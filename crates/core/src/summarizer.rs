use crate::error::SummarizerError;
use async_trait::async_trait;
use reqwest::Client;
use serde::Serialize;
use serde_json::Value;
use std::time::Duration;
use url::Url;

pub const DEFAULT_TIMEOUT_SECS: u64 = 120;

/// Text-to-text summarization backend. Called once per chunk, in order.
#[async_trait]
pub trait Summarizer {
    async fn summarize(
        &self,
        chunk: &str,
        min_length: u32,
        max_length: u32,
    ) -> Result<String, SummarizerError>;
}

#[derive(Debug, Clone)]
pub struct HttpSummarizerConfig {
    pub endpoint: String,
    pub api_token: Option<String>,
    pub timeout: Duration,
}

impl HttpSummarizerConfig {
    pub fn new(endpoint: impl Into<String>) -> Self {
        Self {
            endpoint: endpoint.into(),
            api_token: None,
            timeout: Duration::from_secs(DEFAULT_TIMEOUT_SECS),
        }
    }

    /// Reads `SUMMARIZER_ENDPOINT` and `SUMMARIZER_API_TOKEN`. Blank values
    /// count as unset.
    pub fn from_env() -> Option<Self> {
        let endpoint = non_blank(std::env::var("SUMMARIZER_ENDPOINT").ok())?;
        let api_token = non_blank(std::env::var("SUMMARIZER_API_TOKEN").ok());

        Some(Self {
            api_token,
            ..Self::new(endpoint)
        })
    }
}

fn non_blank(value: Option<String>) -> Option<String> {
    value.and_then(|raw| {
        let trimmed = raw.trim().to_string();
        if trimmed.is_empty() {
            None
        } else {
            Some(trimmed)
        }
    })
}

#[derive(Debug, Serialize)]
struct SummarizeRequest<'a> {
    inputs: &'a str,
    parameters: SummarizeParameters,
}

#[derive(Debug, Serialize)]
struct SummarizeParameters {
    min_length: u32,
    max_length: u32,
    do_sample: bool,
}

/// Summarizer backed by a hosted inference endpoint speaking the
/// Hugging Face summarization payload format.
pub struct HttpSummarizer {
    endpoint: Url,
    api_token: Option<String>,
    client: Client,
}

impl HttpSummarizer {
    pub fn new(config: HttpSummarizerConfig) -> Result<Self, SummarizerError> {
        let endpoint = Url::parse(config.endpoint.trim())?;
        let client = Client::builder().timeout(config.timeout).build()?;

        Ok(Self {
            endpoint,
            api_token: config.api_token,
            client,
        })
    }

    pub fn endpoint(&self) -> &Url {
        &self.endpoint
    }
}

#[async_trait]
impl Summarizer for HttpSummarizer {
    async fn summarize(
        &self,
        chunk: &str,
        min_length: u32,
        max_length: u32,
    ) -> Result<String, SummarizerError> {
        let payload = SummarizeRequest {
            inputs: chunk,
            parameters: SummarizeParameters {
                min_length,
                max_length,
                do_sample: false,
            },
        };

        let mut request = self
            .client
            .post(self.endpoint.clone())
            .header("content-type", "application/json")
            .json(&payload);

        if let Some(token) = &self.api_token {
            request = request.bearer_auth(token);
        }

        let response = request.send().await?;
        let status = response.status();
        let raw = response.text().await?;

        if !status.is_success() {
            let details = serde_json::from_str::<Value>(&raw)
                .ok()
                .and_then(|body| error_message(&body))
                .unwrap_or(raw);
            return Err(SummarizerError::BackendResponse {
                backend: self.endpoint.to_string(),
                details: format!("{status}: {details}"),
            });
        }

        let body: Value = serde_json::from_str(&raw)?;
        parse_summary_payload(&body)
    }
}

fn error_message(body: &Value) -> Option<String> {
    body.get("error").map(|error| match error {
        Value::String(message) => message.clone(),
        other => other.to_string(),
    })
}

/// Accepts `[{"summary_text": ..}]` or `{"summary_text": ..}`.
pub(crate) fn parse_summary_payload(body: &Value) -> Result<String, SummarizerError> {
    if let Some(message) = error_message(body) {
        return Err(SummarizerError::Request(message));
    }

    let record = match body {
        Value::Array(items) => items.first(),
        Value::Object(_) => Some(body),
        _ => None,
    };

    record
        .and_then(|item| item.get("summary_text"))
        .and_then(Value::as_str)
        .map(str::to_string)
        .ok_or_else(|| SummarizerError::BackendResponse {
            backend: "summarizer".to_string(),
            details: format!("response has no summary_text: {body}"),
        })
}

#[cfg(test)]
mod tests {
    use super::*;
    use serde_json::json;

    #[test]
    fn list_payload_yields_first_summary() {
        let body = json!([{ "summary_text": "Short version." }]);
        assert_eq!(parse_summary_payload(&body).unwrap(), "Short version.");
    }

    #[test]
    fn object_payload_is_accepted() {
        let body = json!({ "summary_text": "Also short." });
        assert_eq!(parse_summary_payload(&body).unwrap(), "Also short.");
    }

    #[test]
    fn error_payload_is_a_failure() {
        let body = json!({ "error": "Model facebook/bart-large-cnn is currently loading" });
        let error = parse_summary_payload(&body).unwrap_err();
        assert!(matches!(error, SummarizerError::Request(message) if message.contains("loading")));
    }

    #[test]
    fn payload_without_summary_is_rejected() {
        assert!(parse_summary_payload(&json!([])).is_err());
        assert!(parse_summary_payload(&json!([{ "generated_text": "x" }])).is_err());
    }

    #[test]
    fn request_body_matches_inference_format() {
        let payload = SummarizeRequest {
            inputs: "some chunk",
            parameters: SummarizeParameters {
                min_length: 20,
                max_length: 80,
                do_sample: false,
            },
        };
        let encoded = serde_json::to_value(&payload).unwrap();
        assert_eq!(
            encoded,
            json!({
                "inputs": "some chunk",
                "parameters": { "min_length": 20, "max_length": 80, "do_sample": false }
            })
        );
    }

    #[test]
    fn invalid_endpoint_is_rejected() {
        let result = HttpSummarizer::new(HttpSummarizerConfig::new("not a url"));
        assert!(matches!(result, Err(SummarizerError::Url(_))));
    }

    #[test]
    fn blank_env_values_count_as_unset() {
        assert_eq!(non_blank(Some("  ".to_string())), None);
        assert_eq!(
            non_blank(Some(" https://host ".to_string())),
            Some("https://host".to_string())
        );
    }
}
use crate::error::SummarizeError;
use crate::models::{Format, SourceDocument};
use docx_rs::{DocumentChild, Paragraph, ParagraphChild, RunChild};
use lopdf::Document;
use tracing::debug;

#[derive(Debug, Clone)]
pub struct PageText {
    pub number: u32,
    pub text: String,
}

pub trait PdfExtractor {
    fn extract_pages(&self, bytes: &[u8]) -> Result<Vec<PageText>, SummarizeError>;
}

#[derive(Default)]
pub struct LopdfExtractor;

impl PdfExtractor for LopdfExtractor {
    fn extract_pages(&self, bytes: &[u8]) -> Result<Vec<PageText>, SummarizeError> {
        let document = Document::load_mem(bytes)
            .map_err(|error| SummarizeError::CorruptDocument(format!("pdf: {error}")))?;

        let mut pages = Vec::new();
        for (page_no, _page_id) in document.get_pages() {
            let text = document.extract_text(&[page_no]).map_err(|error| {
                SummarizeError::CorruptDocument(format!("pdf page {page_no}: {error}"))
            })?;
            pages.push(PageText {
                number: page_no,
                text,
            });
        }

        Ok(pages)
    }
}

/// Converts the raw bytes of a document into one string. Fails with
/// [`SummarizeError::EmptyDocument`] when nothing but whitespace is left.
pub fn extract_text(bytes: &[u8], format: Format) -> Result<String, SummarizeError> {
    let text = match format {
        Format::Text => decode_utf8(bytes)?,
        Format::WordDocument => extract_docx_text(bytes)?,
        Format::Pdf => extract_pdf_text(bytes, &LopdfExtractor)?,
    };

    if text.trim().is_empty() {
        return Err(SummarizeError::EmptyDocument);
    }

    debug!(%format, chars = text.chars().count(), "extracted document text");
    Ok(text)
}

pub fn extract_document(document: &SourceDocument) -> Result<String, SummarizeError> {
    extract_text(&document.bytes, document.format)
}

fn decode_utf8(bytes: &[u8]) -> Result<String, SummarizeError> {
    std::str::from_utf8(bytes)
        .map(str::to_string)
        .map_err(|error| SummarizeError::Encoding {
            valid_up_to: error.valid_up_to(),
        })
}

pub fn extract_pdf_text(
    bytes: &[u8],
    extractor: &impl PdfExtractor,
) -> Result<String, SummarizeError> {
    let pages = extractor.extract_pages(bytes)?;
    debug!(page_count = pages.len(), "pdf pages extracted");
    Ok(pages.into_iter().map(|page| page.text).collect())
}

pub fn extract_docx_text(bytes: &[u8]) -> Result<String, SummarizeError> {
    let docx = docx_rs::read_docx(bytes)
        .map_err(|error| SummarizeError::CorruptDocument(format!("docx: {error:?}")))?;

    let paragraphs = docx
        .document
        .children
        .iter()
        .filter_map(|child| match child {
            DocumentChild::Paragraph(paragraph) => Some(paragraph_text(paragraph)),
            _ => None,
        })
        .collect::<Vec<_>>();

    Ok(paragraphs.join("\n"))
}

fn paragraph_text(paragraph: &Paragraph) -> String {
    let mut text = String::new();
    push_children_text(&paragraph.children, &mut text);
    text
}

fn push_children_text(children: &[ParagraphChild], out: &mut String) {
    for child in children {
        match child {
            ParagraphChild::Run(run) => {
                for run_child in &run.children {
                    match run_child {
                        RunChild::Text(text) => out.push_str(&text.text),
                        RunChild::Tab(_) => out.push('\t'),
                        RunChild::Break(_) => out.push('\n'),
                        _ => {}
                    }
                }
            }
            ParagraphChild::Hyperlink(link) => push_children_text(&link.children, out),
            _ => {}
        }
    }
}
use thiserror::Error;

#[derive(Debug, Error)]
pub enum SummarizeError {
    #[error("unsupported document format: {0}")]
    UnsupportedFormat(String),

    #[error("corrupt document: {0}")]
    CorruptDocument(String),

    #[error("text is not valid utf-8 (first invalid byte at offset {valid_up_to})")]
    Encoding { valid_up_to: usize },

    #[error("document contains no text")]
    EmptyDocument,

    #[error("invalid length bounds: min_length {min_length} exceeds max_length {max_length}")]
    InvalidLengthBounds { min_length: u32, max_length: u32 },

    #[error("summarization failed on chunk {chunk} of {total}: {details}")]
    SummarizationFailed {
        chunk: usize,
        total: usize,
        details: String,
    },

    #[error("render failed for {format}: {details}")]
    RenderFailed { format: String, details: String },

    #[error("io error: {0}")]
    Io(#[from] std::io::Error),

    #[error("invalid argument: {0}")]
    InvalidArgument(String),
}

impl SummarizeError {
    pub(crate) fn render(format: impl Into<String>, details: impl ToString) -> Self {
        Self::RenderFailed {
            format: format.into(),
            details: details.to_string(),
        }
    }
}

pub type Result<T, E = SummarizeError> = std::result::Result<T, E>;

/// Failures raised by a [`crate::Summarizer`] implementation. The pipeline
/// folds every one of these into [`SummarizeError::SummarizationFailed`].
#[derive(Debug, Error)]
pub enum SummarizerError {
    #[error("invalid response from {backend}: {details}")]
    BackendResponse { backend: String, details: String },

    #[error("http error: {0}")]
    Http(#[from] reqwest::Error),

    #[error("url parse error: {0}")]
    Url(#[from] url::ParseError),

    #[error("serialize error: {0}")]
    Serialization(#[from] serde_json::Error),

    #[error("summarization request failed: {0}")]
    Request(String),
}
***
» **Task objective**: Search the records above for the string "trimmed" and copy each line that holds it.

» **Expected answer**:
        let trimmed = raw.trim().to_string();
        if trimmed.is_empty() {
            Some(trimmed)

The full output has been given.